1. Field of the Invention
This invention relates to a magneto-optical recording method of recording information on a magneto-optical recording medium.
2. Related Background Art
The information overwriting method using a magneto-optical recording medium is broadly divided into the light modulation system and the magnetic field modulation system. The light modulation system includes the light modulation overwrite system utilizing the difference in thermal magnetic characteristics between two layers of a magnetic film, i.e., a recording layer and an auxiliary layer, as described, for example, in Japanese Patent Application Laid-Open No. 62-175948.
On the other hand, the magnetic field modulation system is a system as described, for example, in Japanese Patent Application Laid-Open No. 57-186248 wherein a light beam is applied a to magneto-optical recording film and at the same time, an extraneous magnetic field modulated in conformity with a recording signal is applied to the region of the film to which the light beam is applied, whereby the direction of magnetization is changed in conformity with recording information to thereby accomplish the recording of information.

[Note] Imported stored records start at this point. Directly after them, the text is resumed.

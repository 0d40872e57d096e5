//! Directory-scoped fixture propagation
//!
//! A fixture file (`conftest.py`) injects setup into every test below its
//! directory without being imported, so the import graph never sees it.

use std::collections::BTreeSet;

use crate::{file_name_key, parent_key};

/// Test files brought in by changed fixture files.
///
/// A root-level fixture file brings in every test; a nested one brings in
/// the tests under its directory only.
pub fn fixture_scope(
    changed: &BTreeSet<String>,
    test_files: &BTreeSet<String>,
    fixture_file: &str,
) -> BTreeSet<String> {
    let mut scoped = BTreeSet::new();
    for path in changed {
        if file_name_key(path) != fixture_file {
            continue;
        }
        let dir = parent_key(path);
        if dir.is_empty() {
            tracing::debug!(fixture = %path, "Root fixture changed, every test affected");
            return test_files.clone();
        }
        let before = scoped.len();
        scoped.extend(
            test_files
                .iter()
                .filter(|t| is_within(dir, t))
                .cloned(),
        );
        tracing::debug!(fixture = %path, tests = scoped.len() - before, "Fixture scope");
    }
    scoped
}

/// Whether `path` lies inside directory `dir` (both `/`-separated, relative).
///
/// `tests/unit` contains `tests/unit/test_a.py` but not `tests/unit_extra/test_a.py`.
pub fn is_within(dir: &str, path: &str) -> bool {
    path.strip_prefix(dir)
        .is_some_and(|rest| rest.starts_with('/'))
}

However, in the overwriting system using two layers of magnetic film and the light modulation overwriting system utilizing an anti-magnetic field, when the recording domain length becomes short as indicated by a solid curve in FIG. 1 of the accompanying drawings, the carrier level corresponding to the amplitude of a reproduction signal is greatly reduced. FIG. 2 of the accompanying drawings shows the relation between the temperature distribution of a recording layer by the application of light and the recorded domain. When the laser recording wavelength is 780 nm and the N.A. (Numeral Aperture) of an objective lens is 0.53, the laser beam diameter is approximately 1.4 .mu.m. Also, this is an example in which the recording land width is 1.0 .mu.m and the domain was formed at a duty of 50%. In the light modulation recording system, when laser light is applied, the temperature distribution of the magneto-optical recording layer becomes a substantially Gaussian distribution and domains are formed in areas wherein the temperature is about T.sub.C or higher. Accordingly, the recording domain length and the recording domain width were made substantially the same. FIG. 2(a) shows an example in which the recording domain length is 0.8 .mu.m, FIG. 2(b) shows an example in which the recording domain length is 0.6 .mu.m, and FIG. 2(c) shows an example in which the recording domain length is 0.5 .mu.m. There has been the problem that when the recording domain length decreases thusly, the carrier level is greatly reduced as already noted.

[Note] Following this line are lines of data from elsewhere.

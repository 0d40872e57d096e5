//! Property tests for graph invariants and the snapshot codec

use std::collections::{BTreeMap, BTreeSet};

use proptest::prelude::*;
use test_delta::impact::affected;
use test_delta::{DependencyGraph, FileHashes, GraphMap, Snapshot};

fn file(i: usize) -> String {
    format!("m{}.py", i)
}

/// Random forward maps over up to 12 files, self edges and cycles included
fn arb_forward() -> impl Strategy<Value = GraphMap> {
    (1usize..12).prop_flat_map(|n| {
        prop::collection::vec(prop::collection::btree_set(0..n, 0..4), n).prop_map(|adj| {
            adj.into_iter()
                .enumerate()
                .map(|(i, deps)| (file(i), deps.into_iter().map(file).collect()))
                .collect()
        })
    })
}

/// Files reachable from `start` by following reverse edges, by plain DFS
fn naive_dependents(forward: &GraphMap, start: &str) -> BTreeSet<String> {
    let mut importers: BTreeMap<&str, Vec<&str>> = BTreeMap::new();
    for (from, deps) in forward {
        for dep in deps {
            if dep != from {
                importers.entry(dep.as_str()).or_default().push(from.as_str());
            }
        }
    }
    let mut seen = BTreeSet::new();
    let mut stack = vec![start];
    while let Some(node) = stack.pop() {
        for &importer in importers.get(node).map(Vec::as_slice).unwrap_or(&[]) {
            if seen.insert(importer.to_string()) {
                stack.push(importer);
            }
        }
    }
    seen
}

proptest! {
    #[test]
    fn prop_forward_graph_has_no_self_loops(forward in arb_forward()) {
        let graph = DependencyGraph::from_forward(&forward);
        for (file, deps) in graph.forward_map() {
            prop_assert!(!deps.contains(&file), "{} imports itself", file);
        }
    }

    #[test]
    fn prop_reverse_entry_is_full_closure(forward in arb_forward()) {
        let graph = DependencyGraph::from_forward(&forward);
        let reverse = graph.reverse_map();
        for file in forward.keys() {
            prop_assert_eq!(&reverse[file], &naive_dependents(&forward, file));
        }
    }

    #[test]
    fn prop_affected_contains_changed_and_is_stable(
        forward in arb_forward(),
        picks in prop::collection::btree_set(0usize..12, 0..4),
    ) {
        let graph = DependencyGraph::from_forward(&forward);
        let changed: BTreeSet<String> = picks.into_iter().map(file).collect();
        let first = affected(&changed, &graph);
        let second = affected(&changed, &graph);
        prop_assert!(changed.is_subset(&first));
        prop_assert_eq!(&first, &second);
        if changed.is_empty() {
            prop_assert!(first.is_empty());
        }
    }

    #[test]
    fn prop_snapshot_round_trip(
        forward in arb_forward(),
        hashes in prop::collection::btree_map("[a-z]{1,8}/[a-z]{1,8}\\.py", "[0-9a-f]{16}", 0..10),
    ) {
        let hashes: FileHashes = hashes;
        let snapshot = Snapshot::new(hashes, &DependencyGraph::from_forward(&forward));
        let decoded = Snapshot::from_json(&snapshot.to_json().unwrap()).unwrap();
        prop_assert_eq!(decoded, snapshot);
    }

    #[test]
    fn prop_snapshot_decoder_never_panics(input in "\\PC{0,200}") {
        let _ = Snapshot::from_json(input.as_bytes());
    }
}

On the other hand, the magnetic modulation system is a system as shown in FIG. 3(b) of the accompanying drawings wherein upward and downward modulation extraneous magnetic fields are applied to a magneto-optical recording layer to thereby change the direction of magnetization to upward and downward directions. Accordingly, domains formed are of a substantially constant domain width, irrespective of the magnitude of the recording domain length, as shown in FIG. 3(a) of the accompanying drawings. Consequently, as indicated by a dotted curve in FIG. 1, the reduction in the carrier level caused by a decrease in the recording domain length becomes smaller than in the light modulation recording method.

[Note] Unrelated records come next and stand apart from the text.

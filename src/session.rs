//! Session orchestration
//!
//! One [`Session`] per test run: `configure` before collection, `filter` over
//! the collected items, `finish` with the host's exit status. Each phase runs
//! an inner step returning `Result<_, DeltaError>`; on error the session falls
//! back to running everything and logs the phase at debug level. A failure in
//! impact analysis never breaks the test run itself.

use std::collections::BTreeSet;
use std::fmt;
use std::path::{Component, Path};

use thiserror::Error;

use crate::config::{ConfigError, DeltaConfig};
use crate::git::{self, GitError};
use crate::graph::DependencyGraph;
use crate::hasher::{self, FileHashes};
use crate::host::{ExitStatus, Selection, TestItem};
use crate::impact::{self, ChangeSet, ImpactResolver};
use crate::resolve::ModuleMap;
use crate::snapshot::{Snapshot, SnapshotError};

#[derive(Error, Debug)]
pub enum DeltaError {
    #[error(transparent)]
    Config(#[from] ConfigError),
    #[error(transparent)]
    Snapshot(#[from] SnapshotError),
    #[error(transparent)]
    Git(#[from] GitError),
}

/// Lifecycle phase, for degradation diagnostics
#[derive(Debug, Clone, Copy, PartialEq, Eq)]
pub enum Phase {
    Configure,
    Filter,
    Finish,
}

impl fmt::Display for Phase {
    fn fmt(&self, f: &mut fmt::Formatter<'_>) -> fmt::Result {
        let name = match self {
            Phase::Configure => "configure",
            Phase::Filter => "filter",
            Phase::Finish => "finish",
        };
        f.write_str(name)
    }
}

/// Why a session runs every test
#[derive(Debug, Clone, Copy, PartialEq, Eq)]
pub enum FirstRunReason {
    /// No snapshot on disk yet
    NoSnapshot,
    /// Rebuild was requested
    Rebuild,
    /// Configure failed (corrupt or too-new snapshot, ...)
    Degraded,
}

/// Configure-time impact analysis
#[derive(Debug, Clone)]
pub struct Analysis {
    pub changes: ChangeSet,
    /// Fingerprints of the working tree, persisted on success
    pub current_hashes: FileHashes,
    /// Graph over the working tree, persisted on success
    pub graph: DependencyGraph,
    /// Impact closure of the changes, fixture scope included
    pub affected: BTreeSet<String>,
    pub test_files: BTreeSet<String>,
    /// Test files to run
    pub selected_tests: BTreeSet<String>,
}

#[derive(Debug, Clone)]
pub enum SessionState {
    /// Turned off in config; the session does nothing
    Disabled,
    /// No usable baseline; every test runs
    FirstRun(FirstRunReason),
    /// Nothing changed since the baseline
    NoChanges,
    /// Some files changed; only the selected tests run
    Selected(Box<Analysis>),
}

/// What `finish` decided
#[derive(Debug, Clone, Copy, PartialEq, Eq)]
pub struct FinishOutcome {
    /// Status to report, possibly overridden from "no tests collected"
    pub exit_status: ExitStatus,
    /// Whether a new baseline was written
    pub saved: bool,
}

/// Session-scoped context owned by the host integration
#[derive(Debug)]
pub struct Session {
    config: DeltaConfig,
    state: SessionState,
}

impl Session {
    /// Analyse the working tree against the stored baseline. Never fails.
    pub fn configure(config: DeltaConfig) -> Self {
        let _span = tracing::info_span!("configure", root = %config.root.display()).entered();

        if !config.enabled {
            tracing::debug!("Disabled by config");
            return Self {
                config,
                state: SessionState::Disabled,
            };
        }

        let state = match analyze(&config) {
            Ok(state) => state,
            Err(e) => {
                degrade(Phase::Configure, &e);
                SessionState::FirstRun(FirstRunReason::Degraded)
            }
        };
        log_state(&state);
        Self { config, state }
    }

    pub fn state(&self) -> &SessionState {
        &self.state
    }

    pub fn config(&self) -> &DeltaConfig {
        &self.config
    }

    /// The analysis, when the session is selecting
    pub fn analysis(&self) -> Option<&Analysis> {
        match &self.state {
            SessionState::Selected(analysis) => Some(analysis.as_ref()),
            _ => None,
        }
    }

    /// Whether nothing needs to run apart from always-run items
    pub fn nothing_to_run(&self) -> bool {
        match &self.state {
            SessionState::NoChanges => true,
            SessionState::Selected(analysis) => analysis.selected_tests.is_empty(),
            SessionState::Disabled | SessionState::FirstRun(_) => false,
        }
    }

    /// Split host items into selected and deselected.
    ///
    /// Always-run items, and items whose file cannot be placed under the
    /// root, are always selected.
    pub fn filter(&self, items: Vec<TestItem>) -> Selection {
        let _span = tracing::info_span!("filter", items = items.len()).entered();

        let selected_tests = match &self.state {
            SessionState::Disabled | SessionState::FirstRun(_) => {
                return Selection::all(items);
            }
            SessionState::NoChanges => None,
            SessionState::Selected(analysis) => Some(&analysis.selected_tests),
        };

        let mut selection = Selection::default();
        for item in items {
            let keep = match self.item_key(&item.path) {
                None => true,
                Some(key) => {
                    item.always_run
                        || self.config.is_always_run(&key)
                        || selected_tests.is_some_and(|s| s.contains(&key))
                }
            };
            if keep {
                selection.selected.push(item);
            } else {
                selection.deselected.push(item);
            }
        }

        tracing::debug!(
            phase = %Phase::Filter,
            selected = selection.selected.len(),
            deselected = selection.deselected.len(),
            "Filtered test items"
        );
        selection
    }

    /// Root-relative key for a host item path
    fn item_key(&self, path: &Path) -> Option<String> {
        if path.is_absolute() {
            if let Some(key) = crate::relative_key(path, &self.config.root) {
                return Some(key);
            }
            let canonical = dunce::canonicalize(path).ok()?;
            return crate::relative_key(&canonical, &self.config.root);
        }

        let mut parts = Vec::new();
        for component in path.components() {
            match component {
                Component::Normal(part) => parts.push(part.to_string_lossy()),
                Component::CurDir => {}
                _ => return None,
            }
        }
        if parts.is_empty() {
            None
        } else {
            Some(parts.join("/"))
        }
    }

    /// Report the run's outcome and persist the baseline if it was green.
    ///
    /// "No tests collected" becomes success when nothing needed to run. The
    /// baseline is only written after a successful run and never with
    /// `no_save`. Save failures are logged and swallowed.
    pub fn finish(self, status: ExitStatus) -> FinishOutcome {
        let _span = tracing::info_span!("finish", status = status.code()).entered();

        let exit_status = if status == ExitStatus::NoTestsCollected && self.nothing_to_run() {
            tracing::debug!("No tests needed, reporting success");
            ExitStatus::Ok
        } else {
            status
        };

        let saved = match self.persist(exit_status) {
            Ok(saved) => saved,
            Err(e) => {
                degrade(Phase::Finish, &e);
                false
            }
        };
        FinishOutcome { exit_status, saved }
    }

    fn persist(self, status: ExitStatus) -> Result<bool, DeltaError> {
        if self.config.no_save {
            tracing::debug!("Snapshot persistence disabled");
            return Ok(false);
        }
        if !status.is_success() {
            tracing::debug!(status = status.code(), "Run not successful, keeping old baseline");
            return Ok(false);
        }

        let snapshot = match self.state {
            SessionState::Disabled => return Ok(false),
            SessionState::NoChanges => {
                tracing::debug!("Baseline unchanged");
                return Ok(false);
            }
            SessionState::FirstRun(_) => build_baseline(&self.config),
            SessionState::Selected(analysis) => {
                let analysis = *analysis;
                Snapshot::new(analysis.current_hashes, &analysis.graph)
            }
        };
        snapshot.save(&self.config.snapshot_path)?;
        tracing::info!(
            path = %self.config.snapshot_path.display(),
            files = snapshot.file_hashes.len(),
            "Baseline saved"
        );
        Ok(true)
    }
}

/// Fresh baseline for the working tree: discovery, hashing and graph build.
pub fn build_baseline(config: &DeltaConfig) -> Snapshot {
    let _span = tracing::info_span!("build_baseline").entered();
    let files = config.source_tree().discover();
    let hashes = hasher::hash_all(&config.root, &files);
    let graph = build_graph(config, &files);
    Snapshot::new(hashes, &graph)
}

/// Test files among the tracked sources
pub fn test_files(config: &DeltaConfig, files: &BTreeSet<String>) -> BTreeSet<String> {
    files
        .iter()
        .filter(|f| config.is_test_file(f))
        .cloned()
        .collect()
}

fn build_graph(config: &DeltaConfig, files: &BTreeSet<String>) -> DependencyGraph {
    let module_map = ModuleMap::build(files);
    DependencyGraph::build(&config.root, files, &module_map)
}

fn analyze(config: &DeltaConfig) -> Result<SessionState, DeltaError> {
    if config.rebuild {
        return Ok(SessionState::FirstRun(FirstRunReason::Rebuild));
    }
    let Some(baseline) = Snapshot::load(&config.snapshot_path)? else {
        return Ok(SessionState::FirstRun(FirstRunReason::NoSnapshot));
    };

    let files = config.source_tree().discover();
    let current_hashes = hasher::hash_all(&config.root, &files);
    let mut changes = ChangeSet::between(&baseline.file_hashes, &current_hashes);

    if let Some(base) = &config.git_base {
        match git::changed_paths(&config.root, Some(base), true) {
            Ok(paths) => {
                changes.mark_modified(paths.into_iter().filter(|p| current_hashes.contains_key(p)))
            }
            Err(e) => degrade(Phase::Configure, &DeltaError::from(e)),
        }
    }

    tracing::debug!(
        modified = changes.modified.len(),
        added = changes.added.len(),
        deleted = changes.deleted.len(),
        "Changes since baseline"
    );
    if changes.is_empty() {
        return Ok(SessionState::NoChanges);
    }

    let graph = build_graph(config, &files);
    let test_files = test_files(config, &files);
    let resolver = ImpactResolver::new(&test_files, &config.fixture_file);

    let mut affected = resolver.affected(&changes.all(), &graph);
    // The current graph has lost a deleted file's edges; the baseline has not
    affected.extend(impact::affected(&changes.deleted, &baseline.graph.reverse));

    let selected_tests = resolver.select(&affected, &baseline.file_hashes);

    Ok(SessionState::Selected(Box::new(Analysis {
        changes,
        current_hashes,
        graph,
        affected,
        test_files,
        selected_tests,
    })))
}

fn degrade(phase: Phase, error: &DeltaError) {
    tracing::debug!(%phase, %error, "Impact analysis failed, running every test");
}

fn log_state(state: &SessionState) {
    match state {
        SessionState::Disabled => {}
        SessionState::FirstRun(reason) => {
            tracing::debug!(?reason, "First run, every test selected")
        }
        SessionState::NoChanges => tracing::debug!("No changes since baseline"),
        SessionState::Selected(analysis) => tracing::debug!(
            affected = analysis.affected.len(),
            tests = analysis.test_files.len(),
            selected = analysis.selected_tests.len(),
            "Impact analysis done"
        ),
    }
}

However, in the magnetic field modulation system, the recording speed is limited by the magnetic field modulation speed and therefore, high-speed recording has been difficult. Not only has there been the possibility of crushing of a floating magnetic head or the like, but also the need for additional devices such as a magnetic head and a driver therefor has been increased, and this has led to the problem that the apparatus becomes complicated and bulky.